TORONTO - About 35,000 junior and senior kindergarten students in Ontario will be attending school all day starting next fall under the government's new program aimed at giving kids a better start to their education.

Some 580 schools across Ontario will offer the full-day learning next fall, with the goal of having it available in all elementary schools by 2015 at an annual cost of approximately $1.5 billion.

Each class will include an early childhood educator as well as a teacher and about 26 children, but there would also be pre- and after-school programming run by the early childhood specialists.

"Through instruction and play-based learning, children will develop their capacity in language and mathematics, building a strong foundation for future learning, engage in healthy physical activities and the arts, and develop socially and emotionally through interaction with their peers and the adults who teach and guide them," said a government release.

Parents would have to pay extra if they want to enrol their child in the extended plan that provides before- and after-school programs for what the government said will be a "reasonable" fee. The fees will be determined locally by school boards, and subsidies will be available for families who need help with the added cost.

Boards that have the capacity are being told to offer the extended services outside of the regular school hours for four- and five-year-olds, including during the summer break and on professional development days and statutory holidays.
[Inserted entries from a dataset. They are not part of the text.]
use std::fs::{self, File};
use std::path::PathBuf;
use std::process::ExitCode;
use std::sync::Arc;

use anyhow::Context;
use clap::Parser;
use simplelog::{ConfigBuilder, WriteLogger};

use deepmock::coordinator::{self, RunOutcome, RunSettings};
use deepmock::core::config::{self, CliOverrides, ResolvedConfig};
use deepmock::generator::{GoScanner, MockgenEmitter};
use deepmock::tui::TerminalOperator;
use deepmock::tui::event::CrosstermEvents;

#[derive(Parser)]
#[command(name = "deepmock", about = "Pick Go interfaces and generate mocks for them")]
struct Args {
    /// Directory to search for interfaces
    #[arg(short = 'S', long = "search", value_name = "DIR")]
    search: Option<PathBuf>,

    /// Root directory for generated mocks
    #[arg(short = 'O', long = "output", value_name = "DIR")]
    output: Option<PathBuf>,

    /// Select every interface found, skipping the checklist
    #[arg(short = 'A', long = "all")]
    all: bool,

    /// Use the default mock path for each interface without asking
    #[arg(short = 'P', long = "skip-path-prompt")]
    skip_path_prompt: bool,

    /// mockgen binary to run
    #[arg(long = "mockgen", value_name = "BIN")]
    mockgen: Option<String>,

    /// Log at debug level
    #[arg(short, long)]
    verbose: bool,
}

impl From<Args> for CliOverrides {
    fn from(args: Args) -> Self {
        Self {
            search_dir: args.search,
            output_dir: args.output,
            accept_all: args.all,
            skip_path_prompt: args.skip_path_prompt,
            mockgen_binary: args.mockgen,
            verbose: args.verbose,
        }
    }
}

/// File logger. The TUI owns the terminal, so nothing is logged to it.
fn init_logging(config: &ResolvedConfig) {
    let log_config = ConfigBuilder::new().set_time_format_rfc3339().build();

    if let Some(parent) = config.log_file.parent() {
        let _ = fs::create_dir_all(parent);
    }
    if let Ok(log_file) = File::create(&config.log_file) {
        let _ = WriteLogger::init(config.log_level, log_config, log_file);
    }
}

#[tokio::main]
async fn main() -> ExitCode {
    match run().await {
        Ok(()) => ExitCode::SUCCESS,
        Err(e) => {
            eprintln!("error: {e:#}");
            ExitCode::FAILURE
        }
    }
}

async fn run() -> anyhow::Result<()> {
    let args = Args::parse();
    dotenv::dotenv().ok();

    let file_config = config::load_config().context("failed to load configuration")?;
    let resolved = config::resolve(&file_config, &CliOverrides::from(args));
    init_logging(&resolved);

    log::info!(
        "Deepmock starting up (mockgen: {}, accept all: {}, skip path prompt: {})",
        resolved.mockgen_binary,
        resolved.accept_all,
        resolved.skip_path_prompt
    );

    let emitter = Arc::new(MockgenEmitter::new(
        resolved.mockgen_binary.clone(),
        resolved.mockgen_package.clone(),
    ));
    let mut operator = TerminalOperator::new(CrosstermEvents);

    let outcome = coordinator::run(
        &RunSettings::from(&resolved),
        &GoScanner,
        emitter,
        &mut operator,
    )
    .await
    .context("mock generation did not start")?;

    if let RunOutcome::Generated(summary) = &outcome {
        log::info!(
            "Finished: {} of {} succeeded ({:?})",
            summary.progress.succeeded(),
            summary.progress.total,
            summary.phase
        );
    }
    Ok(())
}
School boards are also being told to offer similar services to children age six to 12 at other times of the year if there is enough parental demand.

Full-day learning will better prepare the young children for Grade 1, said Premier Dalton McGuinty.

"That gives them a better chance of finishing high school, going on to post-secondary education and getting a good job," McGuinty said in a release. "And that's in everyone's interest."

Boards submitted lists of eligible schools to the ministry last month and the government said priority would be given to low-income neighbourhoods, as well as those that have available space.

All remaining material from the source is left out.